Saved data entries:
#####

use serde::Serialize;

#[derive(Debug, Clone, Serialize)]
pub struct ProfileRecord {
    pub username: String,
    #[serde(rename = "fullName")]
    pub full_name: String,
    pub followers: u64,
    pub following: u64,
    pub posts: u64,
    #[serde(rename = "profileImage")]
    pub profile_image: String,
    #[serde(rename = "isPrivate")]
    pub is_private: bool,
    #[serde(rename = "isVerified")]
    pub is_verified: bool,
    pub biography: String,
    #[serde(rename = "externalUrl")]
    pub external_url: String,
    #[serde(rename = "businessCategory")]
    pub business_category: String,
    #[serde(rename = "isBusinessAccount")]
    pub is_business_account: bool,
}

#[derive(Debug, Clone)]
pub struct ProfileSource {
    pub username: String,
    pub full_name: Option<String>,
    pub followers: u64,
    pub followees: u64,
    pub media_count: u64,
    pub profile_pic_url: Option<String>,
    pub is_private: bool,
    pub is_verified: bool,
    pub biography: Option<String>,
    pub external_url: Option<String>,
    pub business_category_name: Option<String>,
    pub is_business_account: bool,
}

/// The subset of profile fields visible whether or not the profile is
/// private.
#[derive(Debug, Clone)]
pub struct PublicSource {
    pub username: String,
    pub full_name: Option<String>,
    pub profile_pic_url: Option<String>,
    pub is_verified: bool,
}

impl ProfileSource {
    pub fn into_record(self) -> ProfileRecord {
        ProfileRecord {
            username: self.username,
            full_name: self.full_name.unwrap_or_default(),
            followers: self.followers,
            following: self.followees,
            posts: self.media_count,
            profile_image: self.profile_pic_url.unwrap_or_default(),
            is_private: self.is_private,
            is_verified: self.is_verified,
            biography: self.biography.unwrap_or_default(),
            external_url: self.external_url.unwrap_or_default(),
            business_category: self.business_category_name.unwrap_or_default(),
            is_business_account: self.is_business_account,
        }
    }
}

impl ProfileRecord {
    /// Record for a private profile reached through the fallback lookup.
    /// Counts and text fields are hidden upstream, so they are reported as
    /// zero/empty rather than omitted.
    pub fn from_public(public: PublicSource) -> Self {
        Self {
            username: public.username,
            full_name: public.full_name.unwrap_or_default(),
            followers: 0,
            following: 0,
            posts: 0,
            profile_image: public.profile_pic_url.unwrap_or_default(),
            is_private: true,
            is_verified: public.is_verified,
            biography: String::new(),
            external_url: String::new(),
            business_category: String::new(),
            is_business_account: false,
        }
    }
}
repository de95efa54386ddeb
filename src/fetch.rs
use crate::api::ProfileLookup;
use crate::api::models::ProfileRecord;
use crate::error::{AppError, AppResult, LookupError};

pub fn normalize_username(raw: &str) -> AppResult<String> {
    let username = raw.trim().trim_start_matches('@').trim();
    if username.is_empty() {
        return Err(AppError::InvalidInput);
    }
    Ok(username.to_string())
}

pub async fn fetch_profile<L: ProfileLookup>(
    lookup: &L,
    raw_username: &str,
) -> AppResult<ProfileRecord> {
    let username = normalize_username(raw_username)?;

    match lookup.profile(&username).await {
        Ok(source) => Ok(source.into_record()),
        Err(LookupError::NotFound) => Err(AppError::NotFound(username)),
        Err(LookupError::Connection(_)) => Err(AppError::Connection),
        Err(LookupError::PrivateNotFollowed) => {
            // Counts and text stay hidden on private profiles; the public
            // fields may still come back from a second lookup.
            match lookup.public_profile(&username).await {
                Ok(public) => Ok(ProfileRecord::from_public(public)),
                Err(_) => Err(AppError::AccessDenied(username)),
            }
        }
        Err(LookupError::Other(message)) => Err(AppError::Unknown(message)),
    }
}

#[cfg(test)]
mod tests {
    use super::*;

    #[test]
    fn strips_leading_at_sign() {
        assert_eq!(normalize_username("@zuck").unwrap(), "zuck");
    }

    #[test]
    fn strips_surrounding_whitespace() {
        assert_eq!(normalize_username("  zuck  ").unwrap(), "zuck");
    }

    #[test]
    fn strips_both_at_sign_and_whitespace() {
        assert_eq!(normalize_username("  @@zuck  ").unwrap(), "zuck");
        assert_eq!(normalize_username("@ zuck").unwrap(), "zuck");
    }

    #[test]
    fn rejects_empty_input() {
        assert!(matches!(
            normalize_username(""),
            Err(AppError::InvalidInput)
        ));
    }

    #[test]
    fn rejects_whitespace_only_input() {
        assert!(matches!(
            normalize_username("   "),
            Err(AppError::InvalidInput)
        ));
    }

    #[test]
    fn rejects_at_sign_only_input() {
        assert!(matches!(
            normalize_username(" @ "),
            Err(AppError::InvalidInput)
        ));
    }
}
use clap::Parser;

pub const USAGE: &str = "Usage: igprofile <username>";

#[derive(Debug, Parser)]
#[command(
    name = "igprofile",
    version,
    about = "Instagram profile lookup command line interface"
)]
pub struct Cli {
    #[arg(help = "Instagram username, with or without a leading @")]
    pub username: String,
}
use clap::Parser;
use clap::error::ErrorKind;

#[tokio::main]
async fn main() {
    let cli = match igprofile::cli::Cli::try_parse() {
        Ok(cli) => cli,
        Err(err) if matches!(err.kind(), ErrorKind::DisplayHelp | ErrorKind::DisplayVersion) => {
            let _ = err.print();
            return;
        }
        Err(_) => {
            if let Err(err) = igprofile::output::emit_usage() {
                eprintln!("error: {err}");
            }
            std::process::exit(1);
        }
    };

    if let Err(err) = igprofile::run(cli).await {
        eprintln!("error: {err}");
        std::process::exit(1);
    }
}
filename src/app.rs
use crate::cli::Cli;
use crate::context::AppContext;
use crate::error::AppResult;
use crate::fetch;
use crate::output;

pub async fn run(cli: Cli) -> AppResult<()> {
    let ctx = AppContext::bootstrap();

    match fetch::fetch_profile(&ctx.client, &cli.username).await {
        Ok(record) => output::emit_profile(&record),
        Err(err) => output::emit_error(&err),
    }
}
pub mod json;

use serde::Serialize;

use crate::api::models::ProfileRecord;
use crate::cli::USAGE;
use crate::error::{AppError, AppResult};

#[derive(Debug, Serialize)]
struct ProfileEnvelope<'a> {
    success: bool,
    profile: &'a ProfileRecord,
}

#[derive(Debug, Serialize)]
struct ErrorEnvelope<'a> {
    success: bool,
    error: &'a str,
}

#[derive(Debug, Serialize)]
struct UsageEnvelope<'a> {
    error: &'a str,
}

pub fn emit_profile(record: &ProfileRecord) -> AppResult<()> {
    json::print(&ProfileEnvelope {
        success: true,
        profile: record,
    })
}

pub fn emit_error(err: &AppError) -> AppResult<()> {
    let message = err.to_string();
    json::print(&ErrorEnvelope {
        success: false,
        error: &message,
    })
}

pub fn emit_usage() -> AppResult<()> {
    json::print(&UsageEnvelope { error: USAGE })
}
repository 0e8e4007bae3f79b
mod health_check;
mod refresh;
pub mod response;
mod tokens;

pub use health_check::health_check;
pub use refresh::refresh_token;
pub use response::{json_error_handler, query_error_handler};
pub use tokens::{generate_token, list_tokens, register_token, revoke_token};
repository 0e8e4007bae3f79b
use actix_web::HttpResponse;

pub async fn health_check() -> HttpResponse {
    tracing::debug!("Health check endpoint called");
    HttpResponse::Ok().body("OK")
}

#####

What you will do> Check each line above for the string "biography" and return those that contain it.

Result of this exercise>
    pub biography: String,
    pub biography: Option<String>,
            biography: self.biography.unwrap_or_default(),
            biography: String::new(),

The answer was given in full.